Among the major challenges in quantitative genetics and personalized medicine is to understand how gene × gene interactions (G × G: epistasis) and gene × environment interactions (G × E) underlie phenotypic variation. Here, we use the intimate relationship between mitochondria and oxygen availability to dissect the roles of nuclear DNA (nDNA) variation, mitochondrial DNA (mtDNA) variation, hypoxia, and their interactions on gene expression in Drosophila melanogaster. Mitochondria provide an important evolutionary and medical context for understanding G × G and G × E given their central role in integrating cellular signals. We hypothesized that hypoxia would alter mitonuclear communication and gene expression patterns. We show that first order nDNA, mtDNA, and hypoxia effects vary between the sexes, along with mitonuclear epistasis and G × G × E effects. Females were generally more sensitive to genetic and environmental perturbation.
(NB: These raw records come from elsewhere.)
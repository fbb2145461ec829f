#![allow(dead_code)]

use std::time::Duration;

use dealgrid_ui::DealGridApp;
use dealgrid_ui::state::{State, TEST_PARENT_ID};
use dealgrid_ui::widgets::{related_list_panel, toast_overlay};
use egui_kittest::Harness;
use serde_json::json;
use wiremock::matchers::{method, path};
use wiremock::{Mock, MockServer, ResponseTemplate};

pub struct TestCtx<'a, T = State> {
    mock_server: MockServer,
    harness: Harness<'a, T>,
}

impl<'a, T> TestCtx<'a, T> {
    pub fn harness_mut(&mut self) -> &mut Harness<'a, T> {
        &mut self.harness
    }

    pub fn harness(&self) -> &Harness<'a, T> {
        &self.harness
    }

    pub fn server(&self) -> &MockServer {
        &self.mock_server
    }
}

impl TestCtx<'static, State> {
    /// Panel harness against a server that already answers the read call
    /// with [`default_rows_body`].
    pub async fn new() -> Self {
        let mock_server = start_default_server().await;
        Self::with_server(mock_server)
    }

    /// Panel harness against a server the test mounts its own mocks on.
    pub fn with_server(mock_server: MockServer) -> Self {
        let _ = env_logger::builder().is_test(true).try_init();
        let state = State::test(mock_server.uri());
        let harness = Harness::new_ui_state(panel_frame, state);

        Self { mock_server, harness }
    }
}

impl TestCtx<'static, DealGridApp> {
    /// Whole-app harness, for smoke tests over `DealGridApp::update`.
    pub async fn new_app() -> Self {
        let mock_server = start_default_server().await;
        let app = DealGridApp::new(State::test(mock_server.uri()));
        let harness = Harness::new_eframe(|_| app);

        Self { mock_server, harness }
    }
}

async fn start_default_server() -> MockServer {
    let mock_server = MockServer::start().await;

    Mock::given(method("GET"))
        .and(path(read_path()))
        .respond_with(ResponseTemplate::new(200).set_body_json(default_rows_body()))
        .mount(&mock_server)
        .await;

    mock_server
}

/// Path of the read call for the test parent account.
pub fn read_path() -> String {
    format!("/accounts/{TEST_PARENT_ID}/opportunities")
}

/// Drives the panel the way `DealGridApp::update` does, toast overlay
/// included. Time stays put so toasts never expire mid-test.
pub fn panel_frame(ui: &mut egui::Ui, state: &mut State) {
    state.ctx.sync_computes();
    related_list_panel(&mut state.ctx, ui);
    toast_overlay(&mut state.ctx, ui.ctx());
    state.ctx.flush_commands();
    state.ctx.run_computed();
}

/// Steps the panel harness until no command task has been active for a few
/// consecutive frames, so follow-ups queued by observers (the refetch after
/// a save, the loading phase of a second fetch) all land.
pub async fn settle(harness: &mut Harness<'_, State>) {
    let mut idle_frames = 0;
    for _ in 0..200 {
        tokio::time::sleep(Duration::from_millis(5)).await;
        harness.step();
        if harness.state().ctx.has_active_tasks() {
            idle_frames = 0;
        } else {
            idle_frames += 1;
        }
        if idle_frames >= 3 {
            break;
        }
    }
}

pub fn default_rows_body() -> serde_json::Value {
    json!({
        "opportunities": [
            {"Id": "006A", "Name": "Server racks", "StageName": "Prospecting", "Amount": 1234.5, "CloseDate": "2026-03-15"},
            {"Id": "006B", "Name": "Install", "StageName": "Needs Analysis", "Amount": 99.0, "CloseDate": "2026-04-01"}
        ],
        "stageNameOptions": [
            {"label": "Prospecting", "value": "Prospecting"},
            {"label": "Needs Analysis", "value": "Needs Analysis"},
            {"label": "Closed Won", "value": "Closed Won"}
        ]
    })
}
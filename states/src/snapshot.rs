use std::any::{Any, TypeId, type_name};
use std::collections::BTreeMap;

/// Frozen copies of context data handed to a command at dispatch time.
///
/// Only states and computes whose `snapshot` returned `Some` are present.
/// Accessors panic on absence: what a command reads is decided when the
/// application is wired up, so a missing entry is a programmer error and
/// the panic names the type to fix.
pub struct CommandSnapshot {
    states: BTreeMap<TypeId, Box<dyn Any + Send>>,
    computes: BTreeMap<TypeId, Box<dyn Any + Send>>,
}

impl CommandSnapshot {
    pub(crate) fn new(
        states: BTreeMap<TypeId, Box<dyn Any + Send>>,
        computes: BTreeMap<TypeId, Box<dyn Any + Send>>,
    ) -> Self {
        Self { states, computes }
    }

    pub fn state<T: Any>(&self) -> &T {
        self.states
            .get(&TypeId::of::<T>())
            .and_then(|boxed| boxed.downcast_ref::<T>())
            .unwrap_or_else(|| panic!("state snapshot for {} is missing", type_name::<T>()))
    }

    pub fn compute<T: Any>(&self) -> &T {
        self.computes
            .get(&TypeId::of::<T>())
            .and_then(|boxed| boxed.downcast_ref::<T>())
            .unwrap_or_else(|| panic!("compute snapshot for {} is missing", type_name::<T>()))
    }
}
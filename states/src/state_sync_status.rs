/// Lifecycle of a registered compute inside the context.
#[derive(Debug, Clone, Copy, PartialEq, Eq, Default)]
pub enum StateSyncStatus {
    /// Registered but never run.
    #[default]
    Init,
    /// A dependency changed since the last run.
    Dirty,
    /// Up to date with its dependencies.
    Clean,
}
use std::any::TypeId;
use std::sync::Arc;
use std::sync::atomic::{AtomicBool, Ordering};

use tokio_util::sync::CancellationToken;

/// Identity of one spawned command task: the command's type plus a
/// per-type generation. Dispatching the same command again bumps the
/// generation, so results reported by an older task can be recognized
/// at the channel and dropped.
#[derive(Debug, Clone, Copy, PartialEq, Eq, Hash)]
pub struct TaskId {
    type_id: TypeId,
    generation: u64,
}

impl TaskId {
    pub(crate) fn new(type_id: TypeId, generation: u64) -> Self {
        Self { type_id, generation }
    }

    pub fn type_id(&self) -> TypeId {
        self.type_id
    }

    pub fn generation(&self) -> u64 {
        self.generation
    }
}

/// Handle the context keeps for the latest task of each command type.
///
/// Cancellation is cooperative: `cancel` fires the token handed to the
/// command future, and the future is expected to return promptly. The
/// finished flag flips when the future completes, cancelled or not.
#[derive(Debug, Clone)]
pub struct TaskHandle {
    id: TaskId,
    cancel: CancellationToken,
    finished: Arc<AtomicBool>,
}

impl TaskHandle {
    pub(crate) fn new(id: TaskId) -> Self {
        Self {
            id,
            cancel: CancellationToken::new(),
            finished: Arc::new(AtomicBool::new(false)),
        }
    }

    pub fn id(&self) -> TaskId {
        self.id
    }

    /// Token to hand to the command future.
    pub fn cancel_token(&self) -> CancellationToken {
        self.cancel.clone()
    }

    pub fn cancel(&self) {
        self.cancel.cancel();
    }

    pub fn is_cancelled(&self) -> bool {
        self.cancel.is_cancelled()
    }

    pub fn is_finished(&self) -> bool {
        self.finished.load(Ordering::Acquire)
    }

    /// Flag the spawn wrapper sets once the future completes.
    pub(crate) fn finished_flag(&self) -> Arc<AtomicBool> {
        Arc::clone(&self.finished)
    }
}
While dozens to hundreds of genes are altered by hypoxia in individual genotypes, we found very little overlap among mitonuclear genotypes for genes that were significantly differentially expressed as a consequence of hypoxia; excluding the gene hairy. Oxidative phosphorylation genes were among the most influenced by hypoxia and mtDNA, and exposure to hypoxia increased the signature of mtDNA effects, suggesting retrograde signaling between mtDNA and nDNA. We identified nDNA-encoded genes in the electron transport chain (succinate dehydrogenase) that exhibit female-specific mtDNA effects. Our findings have important implications for personalized medicine, the sex-specific nature of mitonuclear communication, and gene × gene coevolution under variable or changing environments.
数量遗传学和个性化医疗面临的主要挑战之一,是理解基因×基因相互作用(G×G:上位性)和基因×环境相互作用(G×E)如何构成表型变异的基础。在此,我们利用线粒体与氧可用性之间的密切关系,剖析核DNA(nDNA)变异、线粒体DNA(mtDNA)变异、低氧及其相互作用对黑腹果蝇基因表达的作用。鉴于线粒体在整合细胞信号中的核心作用,它们为理解G×G和G×E提供了重要的进化和医学背景。我们假设低氧会改变线粒体-核通信和基因表达模式。我们发现,一级nDNA、mtDNA和低氧效应在两性之间存在差异,同时存在线粒体-核上位性和G×G×E效应。雌性通常对遗传和环境扰动更为敏感。虽然在个体基因型中,低氧会改变数十到数百个基因,但我们发现,因低氧而显著差异表达的基因,在线粒体-核基因型之间几乎没有重叠;不包括毛状基因。氧化磷酸化基因是受低氧和mtDNA影响最大的基因之一,暴露于低氧会增加mtDNA效应的特征,表明mtDNA与nDNA之间存在逆行信号传导。我们在电子传递链中鉴定出了具有雌性特异性mtDNA效应的nDNA编码基因(琥珀酸脱氢酶)。我们的发现对个性化医疗、线粒体-核通信的性别特异性本质以及可变或变化环境下的基因×基因共同进化具有重要意义。